Predicting Mortality Using SOFA Score

ROC curve analyses were performed to determine the SOFA score cutoffs for predicting mortality, as well as the SS, SP, PLR, NLR, PPV, and NPV of each, in all patients and in those with Gram-positive or Gram-negative bacteremia. In total patients, the AUC was 0.732 (95% CI, 0.666 to 0.792; P < 0.001; SS, 72.8%; SP, 65.3%; PLR, 2.1; NLR, 0.4; PPV, 58.4%; NPV, 78.2%) and the cutoff value was 9. The AUC of patients with Gram-positive bacteremia was 0.733 (95% CI, 0.666 to 0.792; P<0.001; SS, 67.4%; SP, 72.2%; PLR, 2.4; NLR, 0.5; PPV, 67.4%; NPV, 72.2%) and that of patients with Gram-negative bacteremia was 0.720 (95% CI, 0.624 to 0.803; P < 0.001; SS, 72.2%; SP, 67.1%; PLR, 2.2; NLR, 0.4; PPV, 53.1%; NPV, 82.5%). In both groups, cutoff values were 8 and 9, respectively (Table 2).
Comparisons of the clinical characteristics of survivors and non-survivors showed that the rates of hemato-oncologic diseases as comorbidities and intra-abdominal infections as main infectious sources were significantly higher in non-survivors. In addition, the rates of identification of Vancomycin-resistant Enterococcus faecium, requirements for vasopressors and hemodialysis on the day of bacteremia, and ARDS on the day of bacteremia were significantly higher in non-survivors (Table 3).
To evaluate the effect of SOFA score cutoff value on mortality, univariate and multivariate Cox regression models were constructed (Table 4).

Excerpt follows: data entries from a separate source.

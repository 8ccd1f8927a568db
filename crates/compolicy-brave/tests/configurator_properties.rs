use std::sync::Arc;

use compolicy_brave::{
    BraveConfigurator, Collaborators, STABLE_CHANNEL, VENDOR_UPDATE_URL, make_configurator,
};
use compolicy_contract::{
    Configurator, Connector, DeploymentMode, EndpointSet, MainThread, NetworkContextManager,
    RequestContext, ServiceManager, UrlLoaderFactory,
};
use compolicy_core::{BaseConfigPolicy, BuildInfo, CommandLine, CommandLineConfigPolicy};
use compolicy_platform::{InstallerIdentity, NoInstallerIdentity};

const DEFAULT_URL: &str = "https://default.example/update";

#[derive(Debug)]
struct NamedHandle(&'static str);

impl RequestContext for NamedHandle {
    fn name(&self) -> &str {
        self.0
    }
}

impl UrlLoaderFactory for NamedHandle {
    fn name(&self) -> &str {
        self.0
    }
}

struct MockNetwork {
    context: Arc<NamedHandle>,
    factory: Arc<NamedHandle>,
}

impl MockNetwork {
    fn new() -> Self {
        Self {
            context: Arc::new(NamedHandle("system-context")),
            factory: Arc::new(NamedHandle("shared-loader")),
        }
    }
}

impl NetworkContextManager for MockNetwork {
    fn request_context(&self) -> Arc<dyn RequestContext> {
        self.context.clone()
    }

    fn shared_url_loader_factory(&self) -> Arc<dyn UrlLoaderFactory> {
        self.factory.clone()
    }
}

#[derive(Clone)]
struct MockConnector;

impl Connector for MockConnector {
    fn identity(&self) -> &str {
        "browser"
    }
}

struct MockServiceManager {
    connector: MockConnector,
}

impl ServiceManager for MockServiceManager {
    fn connector(&self) -> &dyn Connector {
        &self.connector
    }
}

struct FixedIdentity;

impl InstallerIdentity for FixedIdentity {
    fn app_guid(&self) -> Option<String> {
        Some("{00000000-0000-0000-0000-000000000001}".to_string())
    }
}

fn base_with_default_url(args: &[&str]) -> BaseConfigPolicy {
    let config = CommandLineConfigPolicy::new(&CommandLine::from_args(args.iter().copied()));
    let build = BuildInfo::new("1.60.114")
        .expect("valid version")
        .with_os_long_name("Linux");
    BaseConfigPolicy::new(config, build, false).with_default_update_urls(
        EndpointSet::parse([DEFAULT_URL]).expect("valid default endpoint"),
    )
}

fn provider(mode: DeploymentMode) -> BraveConfigurator {
    provider_with(mode, &[], Collaborators::default())
}

fn provider_with(
    mode: DeploymentMode,
    args: &[&str],
    collaborators: Collaborators,
) -> BraveConfigurator {
    let collaborators = collaborators.with_installer_identity(Arc::new(NoInstallerIdentity));
    BraveConfigurator::from_base(base_with_default_url(args), mode, collaborators)
}

const BOTH_MODES: [DeploymentMode; 2] = [DeploymentMode::VendorServer, DeploymentMode::UpstreamStore];

#[test]
fn vendor_mode_uses_fixed_vendor_endpoint_for_updates_and_pings() {
    let configurator = provider(DeploymentMode::VendorServer);

    let update_urls = configurator.update_urls();

    assert_eq!(update_urls.len(), 1);
    assert_eq!(update_urls.primary().as_str(), VENDOR_UPDATE_URL);
    assert_eq!(configurator.ping_urls(), update_urls);
    assert!(!configurator.enabled_cup_signing());
}

#[test]
fn upstream_mode_uses_base_endpoints_and_flags() {
    let base = base_with_default_url(&[]);
    let configurator = provider(DeploymentMode::UpstreamStore);

    assert_eq!(configurator.update_urls(), base.update_urls());
    assert_eq!(configurator.update_urls().primary().as_str(), DEFAULT_URL);
    assert_eq!(configurator.ping_urls(), configurator.update_urls());
    assert_eq!(
        configurator.enabled_component_updates(),
        base.enabled_component_updates()
    );
    assert_eq!(
        configurator.enabled_background_downloader(),
        base.enabled_background_downloader()
    );
    assert!(base.enabled_deltas());
    assert!(!configurator.enabled_deltas());
}

#[test]
fn upstream_mode_keeps_base_cup_signing() {
    let base = base_with_default_url(&[]);
    let configurator = provider(DeploymentMode::UpstreamStore);

    assert!(base.enabled_cup_signing());
    assert!(configurator.enabled_cup_signing());
}

#[test]
fn delays_delegate_to_base_in_both_modes() {
    let base = base_with_default_url(&["--component-updater=fast-update"]);

    for mode in BOTH_MODES {
        let configurator =
            provider_with(mode, &["--component-updater=fast-update"], Collaborators::default());
        assert_eq!(configurator.initial_delay(), base.initial_delay());
        assert_eq!(configurator.next_check_delay(), base.next_check_delay());
        assert_eq!(configurator.on_demand_delay(), base.on_demand_delay());
        assert_eq!(configurator.update_delay(), base.update_delay());
    }
}

#[test]
fn withheld_identity_fields_are_empty_in_both_modes() {
    for mode in BOTH_MODES {
        let configurator = provider(mode);

        assert_eq!(configurator.prod_id(), "");
        assert_eq!(configurator.brand(), "");
        assert_eq!(configurator.lang(), "");
        assert_eq!(configurator.download_preference(), "");
        assert_eq!(configurator.channel(), STABLE_CHANNEL);
    }
}

#[test]
fn reported_identity_uses_base_build_information() {
    let configurator = provider_with(
        DeploymentMode::UpstreamStore,
        &["--component-updater=test-request"],
        Collaborators::default(),
    );

    let identity = configurator.identity();

    assert_eq!(identity.browser_version, semver::Version::new(1, 60, 114));
    assert_eq!(identity.os_long_name, "Linux");
    assert_eq!(identity.extra_request_params, "testrequest=\"1\"");
    assert_eq!(identity.channel, "stable");
}

#[test]
fn absent_services_and_system_install() {
    for mode in BOTH_MODES {
        let configurator = provider(mode);

        assert!(configurator.pref_service().is_none());
        assert!(configurator.activity_data_service().is_none());
        assert!(!configurator.is_per_user_install());
        assert_eq!(
            configurator.run_action_key_hash(),
            base_with_default_url(&[]).run_action_key_hash()
        );
    }
}

#[test]
fn loader_factory_is_none_before_network_initialization() {
    let configurator = provider(DeploymentMode::VendorServer);

    assert!(configurator.url_loader_factory().is_none());
    assert!(configurator.request_context().is_none());
}

#[test]
fn network_handles_are_vended_unchanged() {
    let network = Arc::new(MockNetwork::new());
    let configurator = provider_with(
        DeploymentMode::UpstreamStore,
        &[],
        Collaborators::default().with_network(network.clone()),
    );

    let factory = configurator
        .url_loader_factory()
        .expect("loader factory is available once networking exists");
    let context = configurator
        .request_context()
        .expect("request context is available once networking exists");

    assert_eq!(factory.name(), "shared-loader");
    assert_eq!(context.name(), "system-context");
    let expected: Arc<dyn UrlLoaderFactory> = network.factory.clone();
    assert!(Arc::ptr_eq(&factory, &expected));
}

#[test]
fn service_connector_is_cloned_on_main_thread() {
    let main = MainThread::capture();
    let manager = Arc::new(MockServiceManager {
        connector: MockConnector,
    });
    let configurator = provider_with(
        DeploymentMode::VendorServer,
        &[],
        Collaborators::default().with_service_manager(manager, main),
    );
    let token = main.token().expect("test thread was captured as main");

    let connector = configurator
        .create_service_connector(&token)
        .expect("service manager is wired");

    assert_eq!(connector.identity(), "browser");
}

#[test]
fn service_connector_is_none_without_service_manager() {
    let main = MainThread::capture();
    let configurator = provider(DeploymentMode::UpstreamStore);
    let token = main.token().expect("test thread was captured as main");

    assert!(configurator.create_service_connector(&token).is_none());
}

#[test]
fn app_guid_reads_installer_identity_when_available() {
    let configurator = BraveConfigurator::from_base(
        base_with_default_url(&[]),
        DeploymentMode::VendorServer,
        Collaborators::default().with_installer_identity(Arc::new(FixedIdentity)),
    );

    assert_eq!(
        configurator.app_guid(),
        "{00000000-0000-0000-0000-000000000001}"
    );
    assert_eq!(provider(DeploymentMode::VendorServer).app_guid(), "");
}

#[test]
fn repeated_queries_return_identical_values() {
    for mode in BOTH_MODES {
        let configurator = provider(mode);

        let first = configurator.snapshot();
        let second = configurator.snapshot();

        assert_eq!(first, second);
        assert_eq!(configurator.update_urls(), configurator.update_urls());
        assert_eq!(configurator.app_guid(), configurator.app_guid());
    }
}

#[test]
fn provider_is_shareable_across_threads() {
    let configurator = make_configurator(
        &CommandLine::from_args(["--component-updater=fast-update"]),
        None,
        true,
    );

    let handles: Vec<_> = (0..4)
        .map(|_| {
            let configurator = Arc::clone(&configurator);
            std::thread::spawn(move || configurator.update_urls())
        })
        .collect();

    for handle in handles {
        let urls = handle.join().expect("reader thread joins");
        assert_eq!(urls.primary().as_str(), VENDOR_UPDATE_URL);
    }
}

#[test]
fn four_part_browser_version_is_reported_in_full() {
    let build = BuildInfo::new("119.1.60.114").expect("browser version parses");
    let base = BaseConfigPolicy::new(CommandLineConfigPolicy::default(), build, false);
    let configurator = BraveConfigurator::from_base(
        base,
        DeploymentMode::VendorServer,
        Collaborators::default().with_installer_identity(Arc::new(NoInstallerIdentity)),
    );

    assert_eq!(configurator.browser_version().to_string(), "119.1.60+114");
    assert_eq!(
        configurator.identity().browser_version,
        configurator.browser_version()
    );
}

Multivariate Cox regression analyses of all patients and those with Gram-positive or Gram-negative bacteremia showed that SOFA score cutoff values were significantly associated with 90-day mortality rate (total patients: HR, 2.886 [95% CI, 1.946 to 4.221; P<0.001], patients with Gram-positive bacteremia: HR, 2.458 [95% CI, 1.312 to 4.603; P < 0.001], patients with Gram-negative bacteremia: HR, 2.987 [95% CI, 1.786 to 4.995]; P < 0.001). Kaplan-Meier analyses of 90-day survival yielded consistent results, showing the prognostic benefits of these cut-off values in all patients and those with Gram-positive or Gram-negative bacteremia (Figure 2).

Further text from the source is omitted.